Ma cambiami tu, ci riesci di più
Di tutte le parole della gente
Sei la cosa più bella e importante che ho
Non ne devi abusare però

La differenza sostanziale
È che con te mi sento di nuovo bene
Ogni giorno di più è il potere che hai tu
Di accendere e riequilibrare
La conseguenza naturale
È che non c’è più niente che mi trattiene
La seconda metà, sei la mia libertà
Ma il fatto è che non può bastare
Se non so più amare.

(“Non so più amare” – Marco Carta)

 

A Palazzo Medici regnavano davvero la confusione, la rabbia e la disperazione e Giovanni si recò subito da Piero e Lucrezia che, oltre a questo, avevano anche dovuto superare la perdita del bambino che la ragazza aspettava.

Giovanni abbracciò gli amici.

“Piero, Lucrezia, mi dispiace veramente tanto per il vostro bambino” disse loro, “ma non voglio che a questo dolore dobbiate aggiungere anche la preoccupazione per Messer Cosimo. Non ci sono prove della sua colpevolezza, l’arresto è stata una totale assurdità e il Gonfaloniere Guadagni è un uomo saggio, farà liberare Messer Cosimo il prima possibile, ne sono convinto.”

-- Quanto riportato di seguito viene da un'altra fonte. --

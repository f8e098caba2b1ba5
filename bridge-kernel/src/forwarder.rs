/**
 * SINK FORWARDER - Consommateur unique de la queue de métriques
 *
 * Pour chaque métrique : préfixe du nom, fusion des labels globaux
 * (les labels globaux gagnent en cas de collision), timestamp en UTC,
 * puis écriture vers le sink. Une erreur de sink est loggée et la boucle
 * continue ; la métrique n'est jamais remise en queue.
 *
 * L'écriture est attendue : un sink lent ralentit la consommation et la
 * queue bornée se remplit jusqu'aux timeouts d'enqueue des handlers.
 */

use crate::health::HealthTracker;
use crate::models::Metric;
use crate::queue::MetricReceiver;
use crate::sink::MetricSink;
use std::collections::BTreeMap;
use std::sync::Arc;
use time::UtcOffset;
use tokio::task::{self, JoinHandle};
use tracing::{info, warn};

pub struct SinkForwarder {
    prefix: String,
    extra_labels: BTreeMap<String, String>,
    sink: Arc<dyn MetricSink>,
    health: HealthTracker,
}

impl SinkForwarder {
    pub fn new(
        prefix: impl Into<String>,
        extra_labels: BTreeMap<String, String>,
        sink: Arc<dyn MetricSink>,
        health: HealthTracker,
    ) -> Self {
        Self {
            prefix: prefix.into(),
            extra_labels,
            sink,
            health,
        }
    }

    pub fn enrich(&self, mut metric: Metric) -> Metric {
        metric.name = format!("{}{}", self.prefix, metric.name);
        for (k, v) in &self.extra_labels {
            metric.labels.insert(k.clone(), v.clone());
        }
        metric.timestamp = metric.timestamp.to_offset(UtcOffset::UTC);
        metric
    }

    pub async fn forward(&self, metric: Metric) {
        let metric = self.enrich(metric);
        let name = metric.name.clone();
        match self.sink.write_metric(metric).await {
            Ok(()) => self.health.record_forwarded(),
            Err(e) => {
                self.health.record_sink_error();
                warn!("[forwarder] error writing metric {}: {}", name, e);
            }
        }
    }

    /// Tourne jusqu'à la fermeture de la queue (tous les producteurs droppés)
    pub async fn run(self, mut rx: MetricReceiver) {
        while let Some(metric) = rx.recv().await {
            self.forward(metric).await;
        }
        info!("[forwarder] metric queue closed, stopping");
    }
}

pub fn spawn_forwarder(forwarder: SinkForwarder, rx: MetricReceiver) -> JoinHandle<()> {
    task::spawn(forwarder.run(rx))
}
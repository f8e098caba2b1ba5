/*!
# Bridge DevKit - Stubs et utilitaires de test pour esphome2prom

Permet de tester le pipeline complet sans broker ni Prometheus :
- broker MQTT simulé qui livre les messages au dispatcher du kernel
- constructeur d'annonces de découverte au format wire ESPHome
- sinks d'enregistrement et de panne
- harness qui assemble registre, queue, forwarder et sink
*/

pub mod mqtt_stub;
pub mod sink_stub;
pub mod test_utils;

pub use mqtt_stub::{DiscoveryBuilder, MockBroker, MockMessage};
pub use sink_stub::{FailingSink, RecordingSink};
pub use test_utils::TestHarness;
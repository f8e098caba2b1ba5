/**
 * DISPATCH - Point d'entrée unique (topic, payload) venant du broker
 *
 * FONCTIONNEMENT :
 * - topic de découverte -> DiscoveryProcessor (synchrone, court)
 * - topic d'état -> lookup dans le registre (verrou partagé relâché aussitôt)
 *   puis ProcessMessage du handler, hors verrou
 * - tout le reste est ignoré
 *
 * `route` est synchrone : la boucle MQTT l'appelle inline pour conserver
 * l'ordre broker par topic (découverte installée avant les états suivants),
 * puis ne spawn que le traitement du handler.
 */

use crate::discovery::{DiscoveryOutcome, DiscoveryProcessor};
use crate::health::HealthTracker;
use crate::registry::SensorRegistry;
use crate::sensors::{SensorError, SensorHandler};
use crate::topics::{self, TopicClass};
use std::sync::Arc;
use tracing::{debug, warn};

#[derive(Debug)]
pub enum Route {
    Discovery(DiscoveryOutcome),
    State(Arc<SensorHandler>),
    Unhandled,
    Ignored,
}

#[derive(Debug, PartialEq)]
pub enum DispatchOutcome {
    Discovery(DiscoveryOutcome),
    Processed,
    Dropped,
    Unhandled,
    Ignored,
}

#[derive(Clone)]
pub struct Dispatcher {
    registry: SensorRegistry,
    discovery: DiscoveryProcessor,
    health: HealthTracker,
}

impl Dispatcher {
    pub fn new(registry: SensorRegistry, discovery: DiscoveryProcessor, health: HealthTracker) -> Self {
        Self { registry, discovery, health }
    }

    pub fn registry(&self) -> &SensorRegistry {
        &self.registry
    }

    pub fn route(&self, topic: &str, payload: &[u8]) -> Route {
        match topics::classify(topic) {
            TopicClass::Discovery => Route::Discovery(self.discovery.on_discovery(topic, payload)),
            TopicClass::State => match self.registry.lookup(topic) {
                Some(handler) => Route::State(handler),
                None => {
                    self.health.record_unhandled();
                    debug!("[dispatch] unhandled sensor: {}: {}", topic, String::from_utf8_lossy(payload));
                    Route::Unhandled
                }
            },
            TopicClass::Other => Route::Ignored,
        }
    }

    /// Entrée complète : route puis traite le message d'état éventuel
    pub async fn handle_message(&self, topic: &str, payload: &[u8]) -> DispatchOutcome {
        match self.route(topic, payload) {
            Route::Discovery(outcome) => DispatchOutcome::Discovery(outcome),
            Route::State(handler) => self.process(&handler, topic, payload).await,
            Route::Unhandled => DispatchOutcome::Unhandled,
            Route::Ignored => DispatchOutcome::Ignored,
        }
    }

    /// Dispatch d'un message d'état uniquement
    pub async fn dispatch(&self, topic: &str, payload: &[u8]) -> DispatchOutcome {
        if !topics::is_state_topic(topic) {
            return DispatchOutcome::Ignored;
        }
        self.handle_message(topic, payload).await
    }

    pub async fn process(&self, handler: &SensorHandler, topic: &str, payload: &[u8]) -> DispatchOutcome {
        debug!("[dispatch] sensor {}: {}", topic, String::from_utf8_lossy(payload));
        match handler.process_message(payload).await {
            Ok(()) => DispatchOutcome::Processed,
            Err(e) => {
                match &e {
                    SensorError::Parse { .. } => self.health.record_parse_error(),
                    SensorError::Queue(_) if e.is_queue_timeout() => self.health.record_enqueue_timeout(),
                    SensorError::Queue(_) => {}
                }
                warn!("[dispatch] could not process message {}: {}", topic, e);
                DispatchOutcome::Dropped
            }
        }
    }
}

Nel frattempo era arrivato anche Lorenzo. Anche lui abbracciò Giovanni, ma con molto meno ottimismo dipinto in volto.

“Non ne sarei così sicuro. Albizzi ha convocato l’assemblea della Signoria per questo pomeriggio per presentare le accuse contro Cosimo” spiegò in tono cupo.

“Messer Albizzi le cose se le sogna la notte, a quanto pare, e poi le condivide con chiunque voglia starlo a sentire” ribatté il ragazzo, ancora irritato. “Tuttavia non ha alcuna prova, si farà soltanto ridere dietro. Firenze ama Messer Cosimo e non certo lui!”

Lorenzo scosse il capo, ancora poco convinto. Ma anche Giovanni, in realtà, non era così sicuro di ciò che affermava. La storia della sua famiglia gli aveva insegnato fin troppo bene che non c’era affatto bisogno di prove se gli accusatori riuscivano ad avere dalla loro parte la maggioranza delle famiglie, anche tramite menzogne, inganni e corruzione. Così era andata per gli Uberti…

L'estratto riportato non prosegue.